■ **EXTRACTED INFORMATION**:
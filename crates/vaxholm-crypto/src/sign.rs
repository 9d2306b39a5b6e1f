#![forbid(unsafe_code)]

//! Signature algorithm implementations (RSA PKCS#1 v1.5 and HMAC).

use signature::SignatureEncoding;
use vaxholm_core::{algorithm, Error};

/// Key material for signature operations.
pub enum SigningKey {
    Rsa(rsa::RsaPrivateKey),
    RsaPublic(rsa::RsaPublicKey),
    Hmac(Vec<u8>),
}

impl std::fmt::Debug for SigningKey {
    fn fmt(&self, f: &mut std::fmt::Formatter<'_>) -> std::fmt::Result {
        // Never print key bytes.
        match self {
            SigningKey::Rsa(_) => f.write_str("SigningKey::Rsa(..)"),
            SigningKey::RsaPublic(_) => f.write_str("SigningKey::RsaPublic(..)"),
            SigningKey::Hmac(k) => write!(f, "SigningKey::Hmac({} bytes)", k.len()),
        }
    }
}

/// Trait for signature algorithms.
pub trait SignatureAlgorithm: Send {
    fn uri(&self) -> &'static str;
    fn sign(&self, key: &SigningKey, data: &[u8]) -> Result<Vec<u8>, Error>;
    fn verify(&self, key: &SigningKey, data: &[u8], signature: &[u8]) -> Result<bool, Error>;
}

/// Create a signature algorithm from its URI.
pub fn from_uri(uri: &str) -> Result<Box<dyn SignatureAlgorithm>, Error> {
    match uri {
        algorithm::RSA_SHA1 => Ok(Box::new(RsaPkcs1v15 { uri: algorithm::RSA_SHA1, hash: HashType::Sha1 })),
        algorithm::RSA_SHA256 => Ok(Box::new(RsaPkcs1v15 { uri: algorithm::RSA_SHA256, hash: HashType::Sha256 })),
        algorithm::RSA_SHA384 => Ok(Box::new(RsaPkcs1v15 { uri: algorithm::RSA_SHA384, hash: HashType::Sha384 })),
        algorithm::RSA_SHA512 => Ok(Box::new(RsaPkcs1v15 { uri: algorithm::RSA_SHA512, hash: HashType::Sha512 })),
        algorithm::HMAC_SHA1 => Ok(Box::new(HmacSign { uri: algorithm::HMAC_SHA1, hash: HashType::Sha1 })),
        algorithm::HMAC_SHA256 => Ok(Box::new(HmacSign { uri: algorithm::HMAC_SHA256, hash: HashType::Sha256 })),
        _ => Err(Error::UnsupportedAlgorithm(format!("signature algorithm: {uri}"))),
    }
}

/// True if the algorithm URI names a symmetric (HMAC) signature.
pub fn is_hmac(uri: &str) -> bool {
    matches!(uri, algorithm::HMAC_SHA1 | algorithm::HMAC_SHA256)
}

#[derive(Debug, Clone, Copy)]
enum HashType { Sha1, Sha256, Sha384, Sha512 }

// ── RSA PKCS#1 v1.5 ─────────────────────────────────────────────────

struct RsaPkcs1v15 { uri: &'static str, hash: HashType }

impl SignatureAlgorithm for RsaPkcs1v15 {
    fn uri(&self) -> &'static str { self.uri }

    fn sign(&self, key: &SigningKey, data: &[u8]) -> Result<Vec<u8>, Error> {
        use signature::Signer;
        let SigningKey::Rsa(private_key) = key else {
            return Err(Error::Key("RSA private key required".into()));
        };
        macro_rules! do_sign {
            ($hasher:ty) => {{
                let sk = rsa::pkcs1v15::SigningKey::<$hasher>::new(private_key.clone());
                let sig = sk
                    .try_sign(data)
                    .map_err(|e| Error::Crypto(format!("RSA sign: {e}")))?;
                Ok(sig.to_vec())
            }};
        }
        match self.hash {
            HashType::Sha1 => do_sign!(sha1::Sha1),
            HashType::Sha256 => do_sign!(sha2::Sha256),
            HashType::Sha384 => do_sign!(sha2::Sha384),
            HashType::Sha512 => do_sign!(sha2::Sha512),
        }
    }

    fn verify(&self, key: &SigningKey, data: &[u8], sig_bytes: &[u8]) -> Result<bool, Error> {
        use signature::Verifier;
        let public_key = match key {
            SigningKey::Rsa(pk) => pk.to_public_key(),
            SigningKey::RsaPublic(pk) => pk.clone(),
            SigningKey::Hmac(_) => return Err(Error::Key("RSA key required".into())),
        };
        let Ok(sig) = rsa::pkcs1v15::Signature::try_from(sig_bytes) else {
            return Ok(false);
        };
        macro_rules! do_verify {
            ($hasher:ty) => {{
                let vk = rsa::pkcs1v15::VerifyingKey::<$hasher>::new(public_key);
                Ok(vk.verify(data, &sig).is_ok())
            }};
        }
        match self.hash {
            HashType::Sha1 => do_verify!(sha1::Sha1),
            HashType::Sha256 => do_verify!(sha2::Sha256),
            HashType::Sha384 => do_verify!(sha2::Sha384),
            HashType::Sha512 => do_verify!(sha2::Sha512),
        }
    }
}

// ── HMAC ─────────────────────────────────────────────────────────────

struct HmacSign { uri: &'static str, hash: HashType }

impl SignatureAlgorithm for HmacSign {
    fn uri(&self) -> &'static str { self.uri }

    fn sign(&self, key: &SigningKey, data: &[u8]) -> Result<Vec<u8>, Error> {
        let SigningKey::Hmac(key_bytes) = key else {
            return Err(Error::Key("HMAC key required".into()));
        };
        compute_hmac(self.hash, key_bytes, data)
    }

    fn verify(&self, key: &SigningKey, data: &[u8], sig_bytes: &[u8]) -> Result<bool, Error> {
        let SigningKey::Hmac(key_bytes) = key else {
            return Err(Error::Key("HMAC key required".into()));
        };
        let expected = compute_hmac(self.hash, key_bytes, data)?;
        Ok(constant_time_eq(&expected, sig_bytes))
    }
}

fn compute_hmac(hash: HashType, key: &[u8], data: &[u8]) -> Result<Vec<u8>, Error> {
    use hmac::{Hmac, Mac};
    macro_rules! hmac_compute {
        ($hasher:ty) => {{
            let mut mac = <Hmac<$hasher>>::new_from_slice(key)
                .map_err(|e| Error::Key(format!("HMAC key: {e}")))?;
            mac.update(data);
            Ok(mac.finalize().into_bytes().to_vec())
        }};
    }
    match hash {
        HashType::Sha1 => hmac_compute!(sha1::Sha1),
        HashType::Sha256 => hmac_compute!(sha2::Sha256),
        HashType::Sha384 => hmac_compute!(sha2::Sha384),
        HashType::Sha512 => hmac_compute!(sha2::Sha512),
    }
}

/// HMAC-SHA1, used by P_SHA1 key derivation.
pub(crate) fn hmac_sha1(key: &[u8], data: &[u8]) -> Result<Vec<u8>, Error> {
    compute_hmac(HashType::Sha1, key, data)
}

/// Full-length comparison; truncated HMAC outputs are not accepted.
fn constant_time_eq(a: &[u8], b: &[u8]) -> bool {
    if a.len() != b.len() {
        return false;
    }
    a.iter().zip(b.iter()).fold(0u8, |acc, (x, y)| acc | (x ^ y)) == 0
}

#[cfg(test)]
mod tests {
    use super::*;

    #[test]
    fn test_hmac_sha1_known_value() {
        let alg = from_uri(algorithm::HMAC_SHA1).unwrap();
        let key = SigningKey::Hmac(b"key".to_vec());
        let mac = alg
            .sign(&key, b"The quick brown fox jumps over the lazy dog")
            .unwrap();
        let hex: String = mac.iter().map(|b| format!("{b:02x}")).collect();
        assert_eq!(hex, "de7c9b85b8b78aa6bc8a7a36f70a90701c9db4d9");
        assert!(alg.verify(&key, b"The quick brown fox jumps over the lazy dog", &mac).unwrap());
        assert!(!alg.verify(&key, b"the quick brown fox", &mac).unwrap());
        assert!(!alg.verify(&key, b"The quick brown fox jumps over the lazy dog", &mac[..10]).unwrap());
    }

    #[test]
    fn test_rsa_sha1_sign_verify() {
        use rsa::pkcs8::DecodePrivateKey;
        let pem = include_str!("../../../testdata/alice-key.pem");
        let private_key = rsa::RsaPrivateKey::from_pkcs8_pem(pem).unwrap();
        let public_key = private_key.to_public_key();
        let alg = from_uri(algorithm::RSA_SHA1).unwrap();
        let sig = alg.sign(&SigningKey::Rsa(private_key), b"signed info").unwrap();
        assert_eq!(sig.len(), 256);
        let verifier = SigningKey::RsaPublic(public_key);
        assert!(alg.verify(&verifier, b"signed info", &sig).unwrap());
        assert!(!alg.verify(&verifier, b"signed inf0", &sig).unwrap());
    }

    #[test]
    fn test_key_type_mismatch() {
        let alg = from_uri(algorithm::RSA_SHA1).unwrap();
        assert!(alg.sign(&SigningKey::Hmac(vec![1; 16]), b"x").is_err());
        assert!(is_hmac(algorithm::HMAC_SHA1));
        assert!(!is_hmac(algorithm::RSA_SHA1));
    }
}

■ **WHAT IS NEEDED**:
A single number is needed: the count of lines in the records that include "bool".

■ **EXERCISE OUTPUT**:
5